── Provided material ──

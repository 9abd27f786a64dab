// SPDX-License-Identifier: AGPL-3.0-or-later
// Copyright (C) 2026 Vallés Puig, Ramon

//! Result disclosure policy.
//!
//! Decides, for a requested season/day, whether the public may see final
//! results ([`Disclosure::Full`]), only schedule and identity data
//! ([`Disclosure::Redacted`]), or nothing yet ([`Disclosure::Hidden`]).
//! The decision is applied to game records through [`Disclosure::apply`],
//! the single place where scores and traces are scrubbed.
//!
//! Rules for the current season, in order:
//!
//! 1. a finished season discloses everything;
//! 2. days before the current day are final;
//! 3. the current day is final while the league idles before a series;
//! 4. the current day is redacted while games are being played;
//! 5. anything later has not happened yet.

use crate::day::DayIndex;
use crate::error::{Error, Result};
use crate::mode::PhaseStatus;
use crate::records::GameRecord;
use serde::{Deserialize, Serialize};

#[derive(Debug, Clone, Copy, PartialEq, Eq, Hash, Serialize, Deserialize)]
#[serde(rename_all = "snake_case")]
pub enum Disclosure {
    /// Every field, including scores and simulation detail.
    Full,
    /// Scores and simulation detail withheld.
    Redacted,
    /// Nothing to show: the day has not happened.
    Hidden,
}

impl Disclosure {
    /// Shape a batch of records according to this decision.
    pub fn apply(self, games: Vec<GameRecord>) -> Vec<GameRecord> {
        match self {
            Disclosure::Full => games,
            Disclosure::Redacted => games.into_iter().map(GameRecord::redacted).collect(),
            Disclosure::Hidden => Vec::new(),
        }
    }

    /// Shape a single record according to this decision.
    pub fn apply_one(self, game: GameRecord) -> Option<GameRecord> {
        match self {
            Disclosure::Full => Some(game),
            Disclosure::Redacted => Some(game.redacted()),
            Disclosure::Hidden => None,
        }
    }

    /// Turn [`Disclosure::Hidden`] into [`Error::FutureDay`].
    pub fn require_visible(self, season: u32, requested: DayIndex, current: DayIndex) -> Result<Self> {
        match self {
            Disclosure::Hidden => Err(Error::FutureDay {
                season,
                requested,
                current,
            }),
            visible => Ok(visible),
        }
    }
}

/// Reject negative indices.
pub(crate) fn check_indices(season: i64, day: Option<i64>) -> Result<()> {
    if season < 0 {
        return Err(Error::InvalidRequest(format!("season {season} is negative")));
    }
    match day {
        Some(day) if day < 0 => Err(Error::InvalidRequest(format!("day {day} is negative"))),
        _ => Ok(()),
    }
}

/// Disclosure for the games of `requested_day` in `requested_season`.
///
/// Future seasons are an error, not an empty result.
pub fn decide(
    requested_season: i64,
    requested_day: DayIndex,
    status: &PhaseStatus,
    current_day: DayIndex,
) -> Result<Disclosure> {
    check_indices(requested_season, Some(requested_day))?;
    let current = i64::from(status.season);

    if requested_season > current {
        return Err(Error::FutureSeason {
            requested: requested_season,
            current: status.season,
        });
    }
    if requested_season < current || status.mode.is_finished() || requested_day < current_day {
        return Ok(Disclosure::Full);
    }
    if requested_day == current_day {
        if status.mode.is_waiting() {
            return Ok(Disclosure::Full);
        }
        if status.mode.is_live() {
            return Ok(Disclosure::Redacted);
        }
    }
    Ok(Disclosure::Hidden)
}

/// Disclosure for a single game played on `game_day` of `game_season`.
///
/// A game that cannot be shown at all is [`Error::InvalidGame`].
pub fn decide_game(
    game_season: i64,
    game_day: DayIndex,
    status: &PhaseStatus,
    current_day: DayIndex,
) -> Result<Disclosure> {
    check_indices(game_season, Some(game_day))?;
    let current = i64::from(status.season);

    if game_season < current {
        return Ok(Disclosure::Full);
    }
    if game_season == current {
        if status.mode.is_finished() || game_day < current_day {
            return Ok(Disclosure::Full);
        }
        if game_day == current_day {
            return Ok(if status.mode.is_waiting() {
                Disclosure::Full
            } else {
                Disclosure::Redacted
            });
        }
    }
    Err(Error::InvalidGame {
        season: game_season,
        day: game_day,
    })
}

#[cfg(test)]
mod tests {
    use super::*;
    use crate::mode::Mode;
    use crate::series::Series;
    use serde_json::json;

    const REGULAR: Mode = Mode::RegularSeason { elapsed: 3600 * 10 };
    const WAITING: Mode = Mode::AwaitingSeries {
        series: Series::Lcs,
        starts_in: 600,
    };
    const LCS: Mode = Mode::SeriesUnderway {
        series: Series::Lcs,
        elapsed: 60,
    };

    fn status(mode: Mode) -> PhaseStatus {
        PhaseStatus::new(4, mode)
    }

    #[test]
    fn past_seasons_are_always_full() {
        for mode in [REGULAR, WAITING, LCS, Mode::PreSeason { starts_in: 1 }] {
            assert_eq!(decide(3, 60, &status(mode), 10), Ok(Disclosure::Full));
            assert_eq!(decide_game(0, 0, &status(mode), -1), Ok(Disclosure::Full));
        }
    }

    #[test]
    fn future_seasons_are_rejected() {
        assert_eq!(
            decide(5, 0, &status(REGULAR), 10),
            Err(Error::FutureSeason {
                requested: 5,
                current: 4
            })
        );
        assert_eq!(
            decide_game(5, 0, &status(REGULAR), 10),
            Err(Error::InvalidGame { season: 5, day: 0 })
        );
    }

    #[test]
    fn negative_indices_are_invalid() {
        assert!(matches!(
            decide(-1, 0, &status(REGULAR), 10),
            Err(Error::InvalidRequest(_))
        ));
        assert!(matches!(
            decide_game(4, -3, &status(REGULAR), 10),
            Err(Error::InvalidRequest(_))
        ));
    }

    #[test]
    fn current_season_day_rules() {
        assert_eq!(decide(4, 9, &status(REGULAR), 10), Ok(Disclosure::Full));
        assert_eq!(decide(4, 10, &status(REGULAR), 10), Ok(Disclosure::Redacted));
        assert_eq!(decide(4, 11, &status(REGULAR), 10), Ok(Disclosure::Hidden));
        assert_eq!(decide(4, 53, &status(WAITING), 53), Ok(Disclosure::Full));
        assert_eq!(decide(4, 54, &status(WAITING), 53), Ok(Disclosure::Hidden));
        assert_eq!(decide(4, 56, &status(LCS), 56), Ok(Disclosure::Redacted));
        assert_eq!(
            decide(4, 0, &status(Mode::PreSeason { starts_in: 5 }), -1),
            Ok(Disclosure::Hidden)
        );
        assert_eq!(
            decide(4, 80, &status(Mode::Complete { elapsed: 5 }), 67),
            Ok(Disclosure::Full)
        );
    }

    #[test]
    fn current_season_game_rules() {
        assert_eq!(decide_game(4, 9, &status(REGULAR), 10), Ok(Disclosure::Full));
        assert_eq!(decide_game(4, 10, &status(REGULAR), 10), Ok(Disclosure::Redacted));
        assert_eq!(decide_game(4, 53, &status(WAITING), 53), Ok(Disclosure::Full));
        assert_eq!(
            decide_game(4, 11, &status(REGULAR), 10),
            Err(Error::InvalidGame { season: 4, day: 11 })
        );
    }

    #[test]
    fn apply_scrubs_or_drops() {
        let games = vec![
            GameRecord::new(4, 10)
                .with_scores(3, 1)
                .with_generations(json!(400))
                .with_detail("description", json!("Game 1")),
            GameRecord::new(4, 10).with_scores(0, 2),
        ];

        let full = Disclosure::Full.apply(games.clone());
        assert_eq!(full, games);

        let redacted = Disclosure::Redacted.apply(games.clone());
        assert_eq!(redacted.len(), 2);
        assert!(redacted.iter().all(GameRecord::is_redacted));
        assert_eq!(redacted[0].details["description"], json!("Game 1"));

        assert!(Disclosure::Hidden.apply(games.clone()).is_empty());
        assert_eq!(Disclosure::Hidden.apply_one(games[0].clone()), None);
    }

    #[test]
    fn require_visible_maps_hidden_to_future_day() {
        assert_eq!(
            Disclosure::Hidden.require_visible(4, 12, 10),
            Err(Error::FutureDay {
                season: 4,
                requested: 12,
                current: 10
            })
        );
        assert_eq!(
            Disclosure::Redacted.require_visible(4, 10, 10),
            Ok(Disclosure::Redacted)
        );
    }
}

───

Your goal:
Go through the entries and copy every line with "InvalidRequest".

Answer below:
        return Err(Error::InvalidRequest(format!("season {season} is negative")));
        Some(day) if day < 0 => Err(Error::InvalidRequest(format!("day {day} is negative"))),
            Err(Error::InvalidRequest(_))
            Err(Error::InvalidRequest(_))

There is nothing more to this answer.